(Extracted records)
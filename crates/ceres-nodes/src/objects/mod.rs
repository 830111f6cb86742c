//! Host object nodes

mod describe_target;

pub use describe_target::DescribeTargetNode;
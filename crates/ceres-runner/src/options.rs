//! Command-line options

use std::path::PathBuf;

use ceres_graph::Value;
use clap::Parser;

/// Default event dispatched when none is named
pub const DEFAULT_EVENT: &str = "Start";

/// Default engine config location, relative to the working directory
pub const DEFAULT_CONFIG: &str = "ceres.json";

#[derive(Parser, Debug, Clone, PartialEq)]
#[command(name = "ceres-runner")]
#[command(version = env!("CARGO_PKG_VERSION"))]
#[command(about = "Load a Ceres graph and dispatch one event")]
pub struct Options {
    /// Persisted graph (JSON)
    pub graph: PathBuf,

    /// Event to dispatch
    #[arg(default_value = DEFAULT_EVENT)]
    pub event: String,

    /// Engine config file, defaults apply when it does not exist
    #[arg(short, long, env = "CERES_CONFIG", default_value = DEFAULT_CONFIG)]
    pub config: PathBuf,

    /// Positional event argument as JSON; repeat for more
    #[arg(
        long = "arg",
        value_name = "JSON",
        value_parser = parse_json_value,
        allow_hyphen_values = true
    )]
    pub args: Vec<Value>,
}

fn parse_json_value(text: &str) -> Result<Value, String> {
    serde_json::from_str::<serde_json::Value>(text)
        .map(Value::from)
        .map_err(|e| format!("invalid JSON '{}': {}", text, e))
}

YOUR GOAL:
Figure out how many lines of the data above include "runner", then give the number and nothing more.

RESULT OF THE EXERCISE:
2